Backward compatibility is an interesting topic and concept that allows for older games to remain relevant. Sometimes, it gets them to remain relevant long after their console’s life cycle. Everyone is doing it to a certain extent as well. Microsoft, while still somewhat limited as they’re still growing their backward compatible library going back to the original Xbox, has the widest compatibility. The only games that they cut off were games designed explicitly for the Kinect. Nintendo, through digital emulation on the Switch, has an app with a growing number of NES and SNES games. I wouldn’t be surprised if they added in N64, Gamecube, and at least some Gameboy (original, Color, and Advance) game emulation eventually as well. And then there’s PlayStation.
The PS5 backward compatibility makes no sense, at least not to me. Limiting backward compatibility to just the PS4 makes no sense for a couple of reasons. First, we don’t even know the full extent yet. So far, the most that we’ve had confirmed so far is that they got most of the top 100 selling PS4 games working on the PS5. While there have been rumors of testers being able to get non-whitelisted games working on the PS5, even that we don’t know the full extent of. Second, while selling monumentally well, isn’t even their best-selling console of all time. With the PS4 also no longer being in production to ramp up PS5 production, it probably won’t beat the PS2 as their best-seller. Third, there’s talk about the difficulty of trying to emulate the PS3 because of the cell processor architecture, but let’s be realistic here. Hackers who design emulators have figured out a way to get a PS3 emulator running with upscaled 4K graphics. Lastly, sure, they could try to say “If you want PS2 and PS3 games, get a subscription to PS Now.” However, the offerings there are still slim. Don’t get me wrong, the games they’ve chosen are great choices, but there are a lot of places where they can grow the catalog.

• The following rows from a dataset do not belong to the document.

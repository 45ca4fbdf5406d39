//! # hookgate-engine
//!
//! Hook registry, event dispatcher and the stateful policy hooks.
//!
//! This crate provides:
//! - The hook contract every policy module implements
//! - A pure resolver that turns config `order`/`disabled` into one dispatch order
//! - A sequential dispatcher with per-channel fail-open/fail-closed semantics
//! - The autopilot continuation loop and the stop-continuation guard
//! - Process-pressure, context-window and preemptive-compaction monitors
//! - The envelope-level [`Gateway`] used by the CLI shim and tests

mod autopilot;
mod compaction;
mod context_window;
mod dispatcher;
mod gateway;
mod hooks;
mod host;
mod process_pressure;
mod registry;
mod state_store;
mod stop_guard;

pub use autopilot::{
    build_continuation_prompt, latest_assistant_text, AutopilotHook, AutopilotLoopState,
    CompletionDetector, LoopStateStore,
};
pub use compaction::PreemptiveCompactionHook;
pub use context_window::{estimate_tokens, ContextWindowMonitorHook, SessionUsage};
pub use dispatcher::Dispatcher;
pub use gateway::{audit_log, build_hooks, loop_state_store, Gateway, HookDeps};
pub use hooks::{FailurePolicy, Hook, HookEvent};
pub use host::{BufferedHost, HostClient};
pub use process_pressure::{
    parse_ps_output, PressureLevel, ProcessPressureHook, ProcessPressureSample, ProcessSampler,
    PsSampler,
};
pub use registry::{resolve, resolved_ids};
pub use state_store::BoundedSessionMap;
pub use stop_guard::{StopCommands, StopContinuationGuardHook, StopGuard};
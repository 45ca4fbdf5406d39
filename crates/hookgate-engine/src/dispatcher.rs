//! Sequential event dispatcher
//!
//! Runs every active hook for an event, in resolved order, one at a time.
//! Each handler is awaited before the next starts, so a rewrite of the
//! mutable output by one hook is what the next one sees.
//!
//! Failure handling depends on the channel:
//! - Before channels: a [`HookgateError::Blocked`] stops dispatch and goes
//!   back to the host unmodified. Other errors follow the hook's declared
//!   [`FailurePolicy`].
//! - Observational channels: every error is logged, audited and skipped.

use hookgate_core::{
    AuditEntry, AuditLog, AuditStage, ChatInput, ChatOutput, CommandInput, CommandOutput,
    GatewayConfig, HookgateError, LifecycleEvent, Result, ToolAfterOutput, ToolBeforeOutput,
    ToolInput, TransformInput, TransformOutput,
};
use std::sync::Arc;
use tracing::{debug, info, warn};

use crate::hooks::{FailurePolicy, Hook, HookEvent};
use crate::registry::{resolve, resolved_ids};

const DISPATCHER_AUDIT_ID: &str = "dispatcher";

/// Dispatcher over a fixed, resolved hook order
pub struct Dispatcher {
    hooks: Vec<Arc<dyn Hook>>,
    audit: AuditLog,
}

impl Dispatcher {
    /// Resolve `hooks` against the config's order and disabled set
    ///
    /// With the global switch off the dispatcher runs nothing.
    pub fn new(hooks: Vec<Arc<dyn Hook>>, config: &GatewayConfig, audit: AuditLog) -> Self {
        let hooks = if config.enabled {
            resolve(&hooks, &config.order, &config.disabled)
        } else {
            Vec::new()
        };
        info!("Dispatch order: {:?}", resolved_ids(&hooks));
        Self { hooks, audit }
    }

    /// Ids of the active hooks, in dispatch order
    pub fn hook_ids(&self) -> Vec<String> {
        resolved_ids(&self.hooks)
    }

    pub fn len(&self) -> usize {
        self.hooks.len()
    }

    pub fn is_empty(&self) -> bool {
        self.hooks.is_empty()
    }

    /// Run every hook for one event
    pub async fn dispatch(&self, event: &mut HookEvent<'_>) -> Result<()> {
        let channel = event.channel();
        let event_type = event.event_type().to_string();
        let session_id = event.session_id().unwrap_or_default().to_string();

        debug!("Dispatching {} to {} hooks", event_type, self.hooks.len());
        self.record(
            DISPATCHER_AUDIT_ID,
            AuditStage::Dispatch,
            "dispatched",
            &event_type,
            &session_id,
        )
        .await;

        for hook in &self.hooks {
            let err = match hook.handle(event).await {
                Ok(()) => continue,
                Err(e) => e,
            };

            if channel.is_before() && err.is_blocked() {
                info!("Hook {} blocked {}: {}", hook.id(), event_type, err);
                self.record(
                    hook.id(),
                    AuditStage::Dispatch,
                    "blocked",
                    &event_type,
                    &session_id,
                )
                .await;
                return Err(err);
            }

            if channel.is_before() && hook.failure_policy() == FailurePolicy::FailClosed {
                warn!(
                    "Hook {} failed closed on {}: {}",
                    hook.id(), event_type, err
                );
                self.record(
                    hook.id(),
                    AuditStage::Dispatch,
                    "failed_closed",
                    &event_type,
                    &session_id,
                )
                .await;
                return Err(HookgateError::blocked(
                    hook.id(),
                    format!("{} could not verify this action: {}", hook.id(), err),
                ));
            }

            warn!(
                "Hook {} failed on {} (continuing): {}",
                hook.id(), event_type, err
            );
            self.record(
                hook.id(),
                AuditStage::Skip,
                "hook_error",
                &event_type,
                &session_id,
            )
            .await;
        }

        Ok(())
    }

    async fn record(
        &self,
        hook_id: &str,
        stage: AuditStage,
        reason: &str,
        event_type: &str,
        session_id: &str,
    ) {
        self.audit
            .record(
                AuditEntry::new(hook_id, stage, reason)
                    .event(event_type)
                    .session(session_id),
            )
            .await;
    }

    /// Generic lifecycle event
    pub async fn event(&self, event: &LifecycleEvent) -> Result<()> {
        self.dispatch(&mut HookEvent::Lifecycle(event)).await
    }

    /// `tool.execute.before`; an `Err` means the tool call is blocked
    pub async fn tool_before(
        &self,
        input: &ToolInput,
        output: &mut ToolBeforeOutput,
    ) -> Result<()> {
        self.dispatch(&mut HookEvent::ToolBefore { input, output }).await
    }

    /// `tool.execute.after`
    pub async fn tool_after(&self, input: &ToolInput, output: &mut ToolAfterOutput) -> Result<()> {
        self.dispatch(&mut HookEvent::ToolAfter { input, output }).await
    }

    /// `command.execute.before`; an `Err` means the command is blocked
    pub async fn command_before(
        &self,
        input: &CommandInput,
        output: &mut CommandOutput,
    ) -> Result<()> {
        self.dispatch(&mut HookEvent::CommandBefore { input, output }).await
    }

    /// `chat.message`
    pub async fn chat_message(&self, input: &ChatInput, output: &mut ChatOutput) -> Result<()> {
        self.dispatch(&mut HookEvent::ChatMessage { input, output }).await
    }

    /// `experimental.chat.messages.transform`
    pub async fn messages_transform(
        &self,
        input: &TransformInput,
        output: &mut TransformOutput,
    ) -> Result<()> {
        self.dispatch(&mut HookEvent::MessagesTransform { input, output }).await
    }
}
/// Pure loop transition for one idle event
///
/// Returns the state to persist (`None` deletes it) and the transition.
fn advance(
    mut state: AutopilotLoopState,
    session_id: &str,
    signal: Signal,
    max_ignored_completions: u64,
    stopped: bool,
) -> (Option<AutopilotLoopState>, Transition) {
    if !state.belongs_to(session_id) {
        return (Some(state), Transition::NotOwned);
    }
    if stopped {
        return (Some(state), Transition::Stopped);
    }

    let ignored_completion = match signal {
        Signal::Complete { open_work } => {
            if !open_work || state.ignored_completions >= max_ignored_completions {
                let iteration = state.iteration;
                return (None, Transition::Completed { iteration });
            }
            state.ignored_completions += 1;
            true
        }
        Signal::Pending => {
            state.ignored_completions = 0;
            false
        }
    };

    if !state.can_continue() {
        let transition = Transition::CapReached {
            iteration: state.iteration,
            max_iterations: state.max_iterations,
        };
        return (None, transition);
    }

    state.iteration += 1;
    (
        Some(state.clone()),
        Transition::Continue {
            state,
            ignored_completion,
        },
    )
}

/// Hook driving the continuation loop
pub struct AutopilotHook {
    config: AutopilotConfig,
    store: Arc<LoopStateStore>,
    host: Arc<dyn HostClient>,
    guard: Arc<StopGuard>,
    stop_commands: StopCommands,
    audit: AuditLog,
}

One of the biggest issues is just the fact of the disconnect from current PlayStation leadership and the reality of why backward compatibility in some way is important. The question of why older games would be revisited has been bounced around and it’s simple. Gameplay and stories. For as limited as the graphics were the further you go back, some of the highest points of gameplay and stories were earlier than just the PS4. Again, there were great leaps at some points, like a definitively good Spider-Man game, the most recent God of War game, and Uncharted 4, just to name some high points. But there are a lot of games from the PS3 or further back that are important and that older games and newer gamers on a “retro” kick would be willing to revisit.
Now one of the most common arguments against backward compatibility is basically this. “If you want to play a PlayStation [insert generation here] game, get that console.” While that seems like a good argument, it’s a short-sighted and unrealistic one. Curse of digital artifacts, including games, is that technology and operating systems advance. Older technology as breaks down. Sooner or later there won’t be a working PS1, PS2, or PS3 available.
You could bring up emulation boxes like the PlayStation Classic, but that can be limited. For example, the PlayStation Classic was limited to 25 games because of the amount of flash memory Sony decided to use. Then there’s the question of the type of ISO/rom, for which at least half ended up being the wrong versions, which led to dropped frames, flickering, and screen tearing in some games among other glitches.
Backward compatibility allows for publishers to maintain the relevance and life of a game. Sure, they could always be remastered or remade with the new technology. Re-releasing with some quality of life changes even though the core game is still intact is fine too. Sometimes that works out. But also having a vision of what was can help with increasing appreciation for the changes and refinements put into a remake. So, risking the loss of the originals wouldn’t be a great idea.